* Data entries
::::::::::

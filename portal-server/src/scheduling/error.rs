use std::fmt;

use chrono::NaiveTime;
use shared::error::{AppError, ErrorCode};
use shared::models::{AppointmentStatus, BookingScope, Role};
use thiserror::Error;

use crate::db::repository::RepoError;

/// Directory entities an appointment references
#[derive(Debug, Clone, Copy, PartialEq, Eq)]
pub enum EntityKind {
    Supplier,
    Employee,
    Operation,
    Product,
}

impl fmt::Display for EntityKind {
    fn fmt(&self, f: &mut fmt::Formatter<'_>) -> fmt::Result {
        f.write_str(match self {
            Self::Supplier => "supplier",
            Self::Employee => "employee",
            Self::Operation => "operation",
            Self::Product => "product",
        })
    }
}

/// Scheduling errors
///
/// Every variant except `Storage` is a business failure scoped to one request.
#[derive(Debug, Error)]
pub enum SchedulingError {
    #[error("Storage error: {0}")]
    Storage(#[from] RepoError),

    #[error("Start time must be before end time")]
    InvalidRange { start: i64, end: i64 },

    #[error("Appointment lasts {minutes} minutes, minimum is {min_minutes}")]
    InvalidDuration { minutes: i64, min_minutes: i64 },

    #[error("Appointment must fall within operation hours {opening}-{closing}")]
    OutOfHours {
        opening: NaiveTime,
        closing: NaiveTime,
    },

    #[error("Referenced {entity} {id} does not exist")]
    InvalidReference { entity: EntityKind, id: i64 },

    #[error("Overlaps appointment {appointment_id} of the same {}", scope.kind())]
    Conflict {
        scope: BookingScope,
        appointment_id: i64,
    },

    #[error("Transition {from} -> {to} is not allowed for {role:?}")]
    ForbiddenTransition {
        role: Role,
        from: AppointmentStatus,
        to: AppointmentStatus,
    },

    #[error("Appointment is {status} and can no longer be modified")]
    ImmutableState { status: AppointmentStatus },

    #[error("{entity} {id} not found")]
    NotFound { entity: &'static str, id: i64 },

    #[error("Cancellation reason is required")]
    ReasonRequired,

    #[error("Quantity must be greater than zero (got {0})")]
    InvalidQuantity(i64),

    #[error("Invalid recurrence: {0}")]
    InvalidRecurrence(String),

    #[error("Template {0} already has occurrences")]
    TemplateImmutable(i64),

    #[error("Overlaps availability slot {0}")]
    SlotConflict(i64),

    #[error("Date range of {days} days exceeds the {limit}-day limit")]
    DateRangeTooWide { days: i64, limit: i64 },

    #[error("{0}")]
    Validation(String),
}

pub type SchedulingResult<T> = Result<T, SchedulingError>;

impl SchedulingError {
    pub fn not_found(entity: &'static str, id: i64) -> Self {
        Self::NotFound { entity, id }
    }
}

fn reference_code(entity: EntityKind) -> ErrorCode {
    match entity {
        EntityKind::Supplier => ErrorCode::SupplierNotFound,
        EntityKind::Employee => ErrorCode::EmployeeNotFound,
        EntityKind::Operation => ErrorCode::OperationNotFound,
        EntityKind::Product => ErrorCode::ProductNotFound,
    }
}

fn not_found_code(entity: &str) -> ErrorCode {
    match entity {
        "appointment" => ErrorCode::AppointmentNotFound,
        "template" => ErrorCode::TemplateNotFound,
        "slot" => ErrorCode::SlotNotFound,
        _ => ErrorCode::NotFound,
    }
}

impl From<SchedulingError> for AppError {
    fn from(err: SchedulingError) -> Self {
        let message = err.to_string();
        match err {
            SchedulingError::Storage(RepoError::Overlap) => {
                AppError::with_message(ErrorCode::AppointmentConflict, message)
            }
            SchedulingError::Storage(RepoError::NotFound(_)) => {
                AppError::with_message(ErrorCode::NotFound, message)
            }
            SchedulingError::Storage(RepoError::Duplicate(_)) => {
                AppError::with_message(ErrorCode::AlreadyExists, message)
            }
            SchedulingError::Storage(RepoError::Validation(_)) => {
                AppError::with_message(ErrorCode::ValidationFailed, message)
            }
            SchedulingError::Storage(RepoError::Database(_)) => {
                tracing::error!(error = %message, "Storage failure");
                AppError::database(message)
            }
            SchedulingError::InvalidRange { start, end } => {
                AppError::with_message(ErrorCode::InvalidTimeRange, message)
                    .with_detail("start", start)
                    .with_detail("end", end)
            }
            SchedulingError::InvalidDuration { minutes, .. } => {
                AppError::with_message(ErrorCode::InvalidDuration, message)
                    .with_detail("minutes", minutes)
            }
            SchedulingError::OutOfHours { opening, closing } => {
                AppError::with_message(ErrorCode::OutsideBusinessHours, message)
                    .with_detail("opening", opening.format("%H:%M").to_string())
                    .with_detail("closing", closing.format("%H:%M").to_string())
            }
            SchedulingError::InvalidReference { entity, id } => {
                AppError::with_message(reference_code(entity), message)
                    .with_detail("entity", entity.to_string())
                    .with_detail("id", id)
            }
            SchedulingError::Conflict {
                scope,
                appointment_id,
            } => AppError::with_message(ErrorCode::AppointmentConflict, message)
                .with_detail("scope", scope.kind())
                .with_detail("appointment_id", appointment_id),
            SchedulingError::ForbiddenTransition { from, to, .. } => {
                AppError::with_message(ErrorCode::TransitionForbidden, message)
                    .with_detail("from", from.as_str())
                    .with_detail("to", to.as_str())
            }
            SchedulingError::ImmutableState { status } => {
                AppError::with_message(ErrorCode::AppointmentImmutable, message)
                    .with_detail("status", status.as_str())
            }
            SchedulingError::NotFound { entity, id } => {
                AppError::with_message(not_found_code(entity), message).with_detail("id", id)
            }
            SchedulingError::ReasonRequired => {
                AppError::with_message(ErrorCode::CancellationReasonRequired, message)
            }
            SchedulingError::InvalidQuantity(_) => {
                AppError::with_message(ErrorCode::InvalidQuantity, message)
            }
            SchedulingError::InvalidRecurrence(_) => {
                AppError::with_message(ErrorCode::InvalidRecurrence, message)
            }
            SchedulingError::TemplateImmutable(id) => {
                AppError::with_message(ErrorCode::TemplateImmutable, message)
                    .with_detail("template_id", id)
            }
            SchedulingError::SlotConflict(id) => {
                AppError::with_message(ErrorCode::SlotConflict, message).with_detail("slot_id", id)
            }
            SchedulingError::DateRangeTooWide { days, limit } => {
                AppError::with_message(ErrorCode::DateRangeTooWide, message)
                    .with_detail("days", days)
                    .with_detail("limit", limit)
            }
            SchedulingError::Validation(_) => AppError::validation(message),
        }
    }
}

#[cfg(test)]
mod tests {
    use super::*;

    #[test]
    fn test_conflict_maps_to_conflict_code() {
        let err: AppError = SchedulingError::Conflict {
            scope: BookingScope::Employee(2),
            appointment_id: 77,
        }
        .into();
        assert_eq!(err.code, ErrorCode::AppointmentConflict);
        assert_eq!(err.message, "Overlaps appointment 77 of the same employee");
        let details = err.details.unwrap();
        assert_eq!(details.get("scope").unwrap(), "employee");
    }

    #[test]
    fn test_storage_overlap_keeps_conflict_code() {
        let err: AppError = SchedulingError::Storage(RepoError::Overlap).into();
        assert_eq!(err.code, ErrorCode::AppointmentConflict);
    }

    #[test]
    fn test_reference_names_entity() {
        let err: AppError = SchedulingError::InvalidReference {
            entity: EntityKind::Operation,
            id: 5,
        }
        .into();
        assert_eq!(err.code, ErrorCode::OperationNotFound);
        assert_eq!(err.message, "Referenced operation 5 does not exist");
    }

    #[test]
    fn test_database_error_passthrough() {
        let err: AppError =
            SchedulingError::Storage(RepoError::Database("disk I/O error".into())).into();
        assert_eq!(err.code, ErrorCode::DatabaseError);
        assert!(err.message.contains("disk I/O error"));
    }

    #[test]
    fn test_not_found_entity_codes() {
        let err: AppError = SchedulingError::not_found("template", 3).into();
        assert_eq!(err.code, ErrorCode::TemplateNotFound);
        let err: AppError = SchedulingError::not_found("appointment", 3).into();
        assert_eq!(err.code, ErrorCode::AppointmentNotFound);
    }
}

::::::::::

* PROBLEM REQUIREMENTS
Your answer should consist of copies of the lines above that include the string "ForbiddenTransition".

* SOLVED PROBLEM
    ForbiddenTransition {
            SchedulingError::ForbiddenTransition { from, to, .. } => {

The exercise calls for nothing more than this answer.